LISTED RECORDS:
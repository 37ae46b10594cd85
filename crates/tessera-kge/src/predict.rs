//! Read-only link prediction over persisted embeddings.
//!
//! The [`Predictor`] holds a snapshot of vectors handed to it by the caller,
//! typically the augmented vectors of a finished job, and never touches the
//! live training store.
//!
//! ```text
//!   predict_tail(h, r, ?)      target = h + r
//!   predict_head(?, r, t)      target = t − r
//!   predict_relation(h, ?, t)  target = t − h
//! ```
//!
//! Candidates are scored by `1 / (1 + ‖target − c‖)`.

use crate::augment::ContextualEmbedding;
use crate::error::{Error, Result};
use crate::evaluation::{rank_of, RankMetrics};
use crate::scoring::{plausibility, top_k, Prediction};
use crate::store::EmbeddingStore;
use crate::vector;
use std::collections::HashMap;
use tessera_core::Triplet;

/// Candidate list size used when ranking test triplets.
pub const EVALUATION_CANDIDATES: usize = 1000;

/// Stateless link predictor.
#[derive(Debug, Clone)]
pub struct Predictor {
    dim: usize,
    entity_embeddings: HashMap<String, Vec<f32>>,
    relation_embeddings: HashMap<String, Vec<f32>>,
}

impl Predictor {
    /// Create from an embedding snapshot.
    ///
    /// All vectors must share one length.
    pub fn from_embeddings(
        entity_embeddings: HashMap<String, Vec<f32>>,
        relation_embeddings: HashMap<String, Vec<f32>>,
    ) -> Result<Self> {
        let dim = entity_embeddings
            .values()
            .chain(relation_embeddings.values())
            .next()
            .map_or(0, Vec::len);

        for v in entity_embeddings.values().chain(relation_embeddings.values()) {
            if v.len() != dim {
                return Err(Error::DimensionMismatch {
                    expected: dim,
                    actual: v.len(),
                });
            }
        }

        Ok(Self {
            dim,
            entity_embeddings,
            relation_embeddings,
        })
    }

    /// Create from persisted contextual vectors.
    pub fn from_contextual(
        entities: HashMap<String, ContextualEmbedding>,
        relations: HashMap<String, ContextualEmbedding>,
    ) -> Self {
        let convert = |m: HashMap<String, ContextualEmbedding>| {
            m.into_iter()
                .map(|(k, v)| (k, v.to_vec()))
                .collect::<HashMap<_, _>>()
        };
        Self {
            dim: crate::augment::D_TOTAL,
            entity_embeddings: convert(entities),
            relation_embeddings: convert(relations),
        }
    }

    /// Create from a copy of a trained store (raw, un-augmented vectors).
    pub fn from_store(store: &EmbeddingStore) -> Self {
        Self {
            dim: store.dimensions(),
            entity_embeddings: store.entity_embeddings().clone(),
            relation_embeddings: store.relation_embeddings().clone(),
        }
    }

    /// Embedding dimension.
    pub fn dimensions(&self) -> usize {
        self.dim
    }

    /// Number of entities.
    pub fn num_entities(&self) -> usize {
        self.entity_embeddings.len()
    }

    /// Number of relations.
    pub fn num_relations(&self) -> usize {
        self.relation_embeddings.len()
    }

    fn entity(&self, id: &str) -> Result<&[f32]> {
        self.entity_embeddings
            .get(id)
            .map(Vec::as_slice)
            .ok_or_else(|| Error::missing_entity(id))
    }

    fn relation(&self, id: &str) -> Result<&[f32]> {
        self.relation_embeddings
            .get(id)
            .map(Vec::as_slice)
            .ok_or_else(|| Error::missing_relation(id))
    }

    /// Most plausible tails for `(head, relation, ?)`, excluding `head`.
    pub fn predict_tail(&self, head: &str, relation: &str, k: usize) -> Result<Vec<Prediction>> {
        let target = vector::add(self.entity(head)?, self.relation(relation)?)?;
        rank_by_distance(&target, &self.entity_embeddings, Some(head), k)
    }

    /// Most plausible heads for `(?, relation, tail)`, excluding `tail`.
    pub fn predict_head(&self, relation: &str, tail: &str, k: usize) -> Result<Vec<Prediction>> {
        let target = vector::subtract(self.entity(tail)?, self.relation(relation)?)?;
        rank_by_distance(&target, &self.entity_embeddings, Some(tail), k)
    }

    /// Most plausible relation types for `(head, ?, tail)`.
    pub fn predict_relation(&self, head: &str, tail: &str, k: usize) -> Result<Vec<Prediction>> {
        let target = vector::subtract(self.entity(tail)?, self.entity(head)?)?;
        rank_by_distance(&target, &self.relation_embeddings, None, k)
    }

    /// Plausibility `1 / (1 + ‖h + r − t‖)` of one triplet.
    pub fn triplet_score(&self, head: &str, relation: &str, tail: &str) -> Result<f32> {
        let residual = vector::translation_residual(
            self.entity(head)?,
            self.relation(relation)?,
            self.entity(tail)?,
        )?;
        Ok(plausibility(vector::l2_norm(&residual)))
    }

    /// Entities most cosine-similar to `id`, excluding itself.
    pub fn find_similar_entities(&self, id: &str, k: usize) -> Result<Vec<Prediction>> {
        let query = self.entity(id)?;
        rank_by_cosine(query, &self.entity_embeddings, id, k)
    }

    /// Relation types most cosine-similar to `relation`, excluding itself.
    pub fn find_similar_relations(&self, relation: &str, k: usize) -> Result<Vec<Prediction>> {
        let query = self.relation(relation)?;
        rank_by_cosine(query, &self.relation_embeddings, relation, k)
    }

    /// Rank-based metrics over `test_triplets`.
    ///
    /// Each triplet contributes a tail rank (true tail within
    /// `predict_tail(h, r, 1000)`) and a head rank (true head within
    /// `predict_head(r, t, 1000)`). Empty input yields all-zero metrics.
    pub fn evaluate_graph_completeness(&self, test_triplets: &[Triplet]) -> Result<RankMetrics> {
        let mut ranks = Vec::with_capacity(test_triplets.len() * 2);

        for t in test_triplets {
            let (head, relation, tail) = (t.head.as_str(), t.relation.as_str(), t.tail.as_str());

            let tails = self.predict_tail(head, relation, EVALUATION_CANDIDATES)?;
            ranks.push(rank_of(&tails, tail));

            let heads = self.predict_head(relation, tail, EVALUATION_CANDIDATES)?;
            ranks.push(rank_of(&heads, head));
        }

        Ok(RankMetrics::from_ranks(&ranks))
    }
}

fn rank_by_distance(
    target: &[f32],
    candidates: &HashMap<String, Vec<f32>>,
    exclude: Option<&str>,
    k: usize,
) -> Result<Vec<Prediction>> {
    let scored = candidates
        .iter()
        .filter(|(id, _)| Some(id.as_str()) != exclude)
        .map(|(id, v)| Ok((id.clone(), plausibility(vector::euclidean_distance(target, v)?))))
        .collect::<Result<Vec<_>>>()?;
    Ok(top_k(scored, k))
}

fn rank_by_cosine(
    query: &[f32],
    candidates: &HashMap<String, Vec<f32>>,
    exclude: &str,
    k: usize,
) -> Result<Vec<Prediction>> {
    let scored = candidates
        .iter()
        .filter(|(id, _)| id.as_str() != exclude)
        .map(|(id, v)| Ok((id.clone(), vector::cosine_similarity(query, v)?)))
        .collect::<Result<Vec<_>>>()?;
    Ok(top_k(scored, k))
}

YOUR TASK: State how many lines of the records contain the string "persisted". The number is the whole answer.

ANSWER FOR THE TASK: 2